PROBLEM STATEMENT -
Copy each line of the material in which the word "ignored" appears.
*** Block opens ***
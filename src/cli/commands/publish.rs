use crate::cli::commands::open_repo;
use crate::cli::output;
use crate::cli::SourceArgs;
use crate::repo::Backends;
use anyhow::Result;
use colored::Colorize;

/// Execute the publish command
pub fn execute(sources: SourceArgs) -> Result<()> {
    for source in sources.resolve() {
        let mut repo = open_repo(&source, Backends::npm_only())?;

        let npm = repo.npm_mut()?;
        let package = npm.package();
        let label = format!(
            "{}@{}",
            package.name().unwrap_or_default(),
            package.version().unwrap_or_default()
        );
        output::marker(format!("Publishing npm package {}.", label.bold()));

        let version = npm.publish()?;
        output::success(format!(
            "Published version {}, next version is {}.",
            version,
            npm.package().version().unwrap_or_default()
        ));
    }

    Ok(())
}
*** Block closes ***
*** Block opens ***
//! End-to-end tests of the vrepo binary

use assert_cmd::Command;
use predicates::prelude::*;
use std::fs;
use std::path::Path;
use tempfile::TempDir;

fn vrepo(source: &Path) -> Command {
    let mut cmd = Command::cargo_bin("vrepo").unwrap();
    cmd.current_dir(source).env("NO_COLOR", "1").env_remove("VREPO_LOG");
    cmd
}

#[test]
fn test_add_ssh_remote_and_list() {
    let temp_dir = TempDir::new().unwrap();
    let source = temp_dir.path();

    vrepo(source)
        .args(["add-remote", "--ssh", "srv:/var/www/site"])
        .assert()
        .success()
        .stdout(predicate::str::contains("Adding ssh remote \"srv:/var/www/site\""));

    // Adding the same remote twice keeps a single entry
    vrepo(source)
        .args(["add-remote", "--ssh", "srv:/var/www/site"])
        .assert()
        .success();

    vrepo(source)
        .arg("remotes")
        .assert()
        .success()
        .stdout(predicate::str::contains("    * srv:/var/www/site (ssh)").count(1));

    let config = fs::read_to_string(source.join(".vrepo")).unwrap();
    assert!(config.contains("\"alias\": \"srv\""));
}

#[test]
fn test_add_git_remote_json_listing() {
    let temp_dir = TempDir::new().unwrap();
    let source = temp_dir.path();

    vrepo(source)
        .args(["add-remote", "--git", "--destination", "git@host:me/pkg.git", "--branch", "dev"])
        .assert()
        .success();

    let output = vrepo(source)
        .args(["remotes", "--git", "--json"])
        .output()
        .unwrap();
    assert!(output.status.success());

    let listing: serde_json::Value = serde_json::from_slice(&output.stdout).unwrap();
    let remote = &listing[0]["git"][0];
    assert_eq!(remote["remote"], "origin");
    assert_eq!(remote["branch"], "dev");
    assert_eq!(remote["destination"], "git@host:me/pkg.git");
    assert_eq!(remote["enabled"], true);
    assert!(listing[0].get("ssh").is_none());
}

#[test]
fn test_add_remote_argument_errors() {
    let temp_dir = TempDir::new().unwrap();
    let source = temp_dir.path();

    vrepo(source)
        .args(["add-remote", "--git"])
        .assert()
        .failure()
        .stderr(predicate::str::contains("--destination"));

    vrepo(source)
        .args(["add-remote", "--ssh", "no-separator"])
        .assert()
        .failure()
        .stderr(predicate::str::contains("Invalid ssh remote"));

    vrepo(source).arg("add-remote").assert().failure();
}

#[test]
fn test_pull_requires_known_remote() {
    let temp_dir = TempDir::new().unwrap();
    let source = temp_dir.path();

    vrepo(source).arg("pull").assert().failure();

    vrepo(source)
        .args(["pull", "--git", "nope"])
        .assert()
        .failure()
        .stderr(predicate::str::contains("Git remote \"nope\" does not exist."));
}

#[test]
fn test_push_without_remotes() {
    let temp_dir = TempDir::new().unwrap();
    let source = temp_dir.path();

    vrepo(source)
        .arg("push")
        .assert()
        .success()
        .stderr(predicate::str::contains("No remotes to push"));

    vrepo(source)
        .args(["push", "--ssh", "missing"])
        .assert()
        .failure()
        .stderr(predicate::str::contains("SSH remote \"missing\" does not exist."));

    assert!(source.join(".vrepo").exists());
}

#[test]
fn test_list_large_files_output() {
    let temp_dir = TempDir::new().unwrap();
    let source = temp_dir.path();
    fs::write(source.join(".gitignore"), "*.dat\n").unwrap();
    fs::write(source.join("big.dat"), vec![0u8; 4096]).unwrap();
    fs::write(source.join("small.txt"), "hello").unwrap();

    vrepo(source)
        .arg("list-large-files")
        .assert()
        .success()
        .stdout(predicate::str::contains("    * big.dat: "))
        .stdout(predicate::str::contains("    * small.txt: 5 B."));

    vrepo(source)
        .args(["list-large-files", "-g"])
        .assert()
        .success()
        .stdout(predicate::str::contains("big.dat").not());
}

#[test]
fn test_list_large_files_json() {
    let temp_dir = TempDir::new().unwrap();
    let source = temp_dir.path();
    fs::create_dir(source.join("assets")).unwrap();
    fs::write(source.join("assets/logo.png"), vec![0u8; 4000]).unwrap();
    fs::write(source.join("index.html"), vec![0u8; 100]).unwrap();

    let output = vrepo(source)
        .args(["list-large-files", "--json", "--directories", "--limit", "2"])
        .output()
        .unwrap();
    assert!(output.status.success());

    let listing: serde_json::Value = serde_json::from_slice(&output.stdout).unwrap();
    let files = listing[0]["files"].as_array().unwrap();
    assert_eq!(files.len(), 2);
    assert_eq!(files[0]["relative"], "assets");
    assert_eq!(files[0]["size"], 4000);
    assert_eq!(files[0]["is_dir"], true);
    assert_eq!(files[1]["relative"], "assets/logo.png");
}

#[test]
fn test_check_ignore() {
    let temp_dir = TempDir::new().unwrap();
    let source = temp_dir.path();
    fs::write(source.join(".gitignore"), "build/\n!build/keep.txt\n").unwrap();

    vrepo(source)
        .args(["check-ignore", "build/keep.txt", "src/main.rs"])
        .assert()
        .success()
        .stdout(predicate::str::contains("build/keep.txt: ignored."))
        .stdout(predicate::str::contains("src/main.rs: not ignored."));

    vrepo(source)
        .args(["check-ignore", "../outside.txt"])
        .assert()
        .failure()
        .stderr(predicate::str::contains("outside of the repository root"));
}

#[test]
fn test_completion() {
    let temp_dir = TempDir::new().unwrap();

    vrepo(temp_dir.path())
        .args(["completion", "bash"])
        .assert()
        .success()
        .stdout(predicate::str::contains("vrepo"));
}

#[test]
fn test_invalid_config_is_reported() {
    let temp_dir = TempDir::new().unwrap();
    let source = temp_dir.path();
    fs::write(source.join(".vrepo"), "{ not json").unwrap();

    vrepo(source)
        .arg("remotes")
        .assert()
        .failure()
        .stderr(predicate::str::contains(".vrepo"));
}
*** Block closes ***
RESPONSE TO THE EXERCISE -
        .stdout(predicate::str::contains("build/keep.txt: ignored."))
        .stdout(predicate::str::contains("src/main.rs: not ignored."));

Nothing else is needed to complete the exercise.